Segment Start: RAW DATA

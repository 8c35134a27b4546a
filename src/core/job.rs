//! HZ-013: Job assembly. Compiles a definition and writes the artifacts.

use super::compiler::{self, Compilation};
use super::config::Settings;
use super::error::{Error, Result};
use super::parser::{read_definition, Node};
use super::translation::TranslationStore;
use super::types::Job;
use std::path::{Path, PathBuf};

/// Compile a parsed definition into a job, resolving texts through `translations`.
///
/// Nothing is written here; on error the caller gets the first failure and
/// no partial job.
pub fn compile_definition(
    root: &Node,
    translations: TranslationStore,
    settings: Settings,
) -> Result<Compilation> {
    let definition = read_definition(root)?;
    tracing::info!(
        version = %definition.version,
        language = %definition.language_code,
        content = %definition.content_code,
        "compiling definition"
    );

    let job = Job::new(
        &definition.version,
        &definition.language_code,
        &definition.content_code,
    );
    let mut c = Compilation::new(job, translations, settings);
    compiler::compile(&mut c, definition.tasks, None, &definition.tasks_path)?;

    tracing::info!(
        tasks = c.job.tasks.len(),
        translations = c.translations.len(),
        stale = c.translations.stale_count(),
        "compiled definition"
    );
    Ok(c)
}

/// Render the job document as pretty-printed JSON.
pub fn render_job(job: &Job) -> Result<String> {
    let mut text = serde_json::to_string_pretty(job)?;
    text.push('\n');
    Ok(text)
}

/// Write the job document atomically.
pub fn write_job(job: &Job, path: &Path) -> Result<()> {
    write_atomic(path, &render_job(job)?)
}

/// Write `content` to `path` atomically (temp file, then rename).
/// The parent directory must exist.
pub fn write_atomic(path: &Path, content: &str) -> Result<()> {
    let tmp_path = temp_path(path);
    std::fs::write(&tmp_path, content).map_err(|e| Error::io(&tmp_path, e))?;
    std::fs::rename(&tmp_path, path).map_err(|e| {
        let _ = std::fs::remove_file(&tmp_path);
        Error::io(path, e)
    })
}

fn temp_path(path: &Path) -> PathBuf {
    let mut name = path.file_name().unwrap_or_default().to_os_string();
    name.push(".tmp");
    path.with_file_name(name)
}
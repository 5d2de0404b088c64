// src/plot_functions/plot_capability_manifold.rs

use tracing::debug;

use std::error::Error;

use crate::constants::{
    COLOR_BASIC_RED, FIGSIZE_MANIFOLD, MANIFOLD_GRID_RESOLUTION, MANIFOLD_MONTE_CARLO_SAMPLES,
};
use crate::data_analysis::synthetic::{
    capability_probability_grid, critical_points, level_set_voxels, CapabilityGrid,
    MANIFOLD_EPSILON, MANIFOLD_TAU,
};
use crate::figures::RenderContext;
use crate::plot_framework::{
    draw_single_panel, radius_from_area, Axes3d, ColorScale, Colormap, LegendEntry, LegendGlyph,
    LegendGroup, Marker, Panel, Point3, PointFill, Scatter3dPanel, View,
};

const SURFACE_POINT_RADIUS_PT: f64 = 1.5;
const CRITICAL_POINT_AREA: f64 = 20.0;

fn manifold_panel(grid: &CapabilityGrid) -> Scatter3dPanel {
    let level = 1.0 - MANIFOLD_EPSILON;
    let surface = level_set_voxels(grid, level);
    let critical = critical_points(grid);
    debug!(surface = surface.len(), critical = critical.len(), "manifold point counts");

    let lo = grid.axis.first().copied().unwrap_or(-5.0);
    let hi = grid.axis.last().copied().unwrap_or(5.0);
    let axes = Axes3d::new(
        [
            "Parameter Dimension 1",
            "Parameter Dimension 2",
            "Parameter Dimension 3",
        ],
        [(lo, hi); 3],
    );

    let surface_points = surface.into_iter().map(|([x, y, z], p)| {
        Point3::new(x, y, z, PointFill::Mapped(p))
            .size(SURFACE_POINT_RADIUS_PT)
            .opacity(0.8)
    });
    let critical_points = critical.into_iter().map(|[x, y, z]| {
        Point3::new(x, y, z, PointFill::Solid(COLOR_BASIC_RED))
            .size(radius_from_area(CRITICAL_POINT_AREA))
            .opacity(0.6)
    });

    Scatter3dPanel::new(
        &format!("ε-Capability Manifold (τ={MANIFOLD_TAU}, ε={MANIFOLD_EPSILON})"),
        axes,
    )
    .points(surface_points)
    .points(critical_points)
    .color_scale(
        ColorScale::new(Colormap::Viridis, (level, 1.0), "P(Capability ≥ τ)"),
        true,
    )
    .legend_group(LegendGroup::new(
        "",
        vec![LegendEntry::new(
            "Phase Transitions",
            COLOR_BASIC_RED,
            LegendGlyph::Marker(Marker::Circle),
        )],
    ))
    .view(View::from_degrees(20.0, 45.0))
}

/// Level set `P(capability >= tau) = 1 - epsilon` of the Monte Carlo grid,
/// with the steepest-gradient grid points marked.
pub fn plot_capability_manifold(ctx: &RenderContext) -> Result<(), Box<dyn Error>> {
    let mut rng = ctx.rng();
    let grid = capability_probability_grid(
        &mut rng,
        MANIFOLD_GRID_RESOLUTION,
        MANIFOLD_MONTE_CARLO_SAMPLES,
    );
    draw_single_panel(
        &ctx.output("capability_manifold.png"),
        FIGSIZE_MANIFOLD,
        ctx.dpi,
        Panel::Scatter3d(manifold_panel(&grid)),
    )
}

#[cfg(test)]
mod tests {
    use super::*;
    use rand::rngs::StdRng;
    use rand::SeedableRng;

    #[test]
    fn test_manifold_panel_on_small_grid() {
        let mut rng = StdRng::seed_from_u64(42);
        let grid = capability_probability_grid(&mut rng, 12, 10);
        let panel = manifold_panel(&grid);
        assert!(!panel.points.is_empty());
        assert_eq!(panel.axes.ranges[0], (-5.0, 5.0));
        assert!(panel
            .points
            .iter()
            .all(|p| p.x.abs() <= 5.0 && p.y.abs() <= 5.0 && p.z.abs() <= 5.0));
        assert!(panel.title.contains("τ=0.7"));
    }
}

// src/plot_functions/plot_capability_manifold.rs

Segment End: RAW DATA

**ABOUT THIS TASK**
Include the first line of the listing, the line with "directory must exist.", and every line between them, each repeated exactly, and output only those.

**RESULT**
repository 8c35134a27b4546a
filename src/core/job.rs
//! HZ-013: Job assembly. Compiles a definition and writes the artifacts.

use super::compiler::{self, Compilation};
use super::config::Settings;
use super::error::{Error, Result};
use super::parser::{read_definition, Node};
use super::translation::TranslationStore;
use super::types::Job;
use std::path::{Path, PathBuf};

/// Compile a parsed definition into a job, resolving texts through `translations`.
///
/// Nothing is written here; on error the caller gets the first failure and
/// no partial job.
pub fn compile_definition(
    root: &Node,
    translations: TranslationStore,
    settings: Settings,
) -> Result<Compilation> {
    let definition = read_definition(root)?;
    tracing::info!(
        version = %definition.version,
        language = %definition.language_code,
        content = %definition.content_code,
        "compiling definition"
    );

    let job = Job::new(
        &definition.version,
        &definition.language_code,
        &definition.content_code,
    );
    let mut c = Compilation::new(job, translations, settings);
    compiler::compile(&mut c, definition.tasks, None, &definition.tasks_path)?;

    tracing::info!(
        tasks = c.job.tasks.len(),
        translations = c.translations.len(),
        stale = c.translations.stale_count(),
        "compiled definition"
    );
    Ok(c)
}

/// Render the job document as pretty-printed JSON.
pub fn render_job(job: &Job) -> Result<String> {
    let mut text = serde_json::to_string_pretty(job)?;
    text.push('\n');
    Ok(text)
}

/// Write the job document atomically.
pub fn write_job(job: &Job, path: &Path) -> Result<()> {
    write_atomic(path, &render_job(job)?)
}

/// Write `content` to `path` atomically (temp file, then rename).
/// The parent directory must exist.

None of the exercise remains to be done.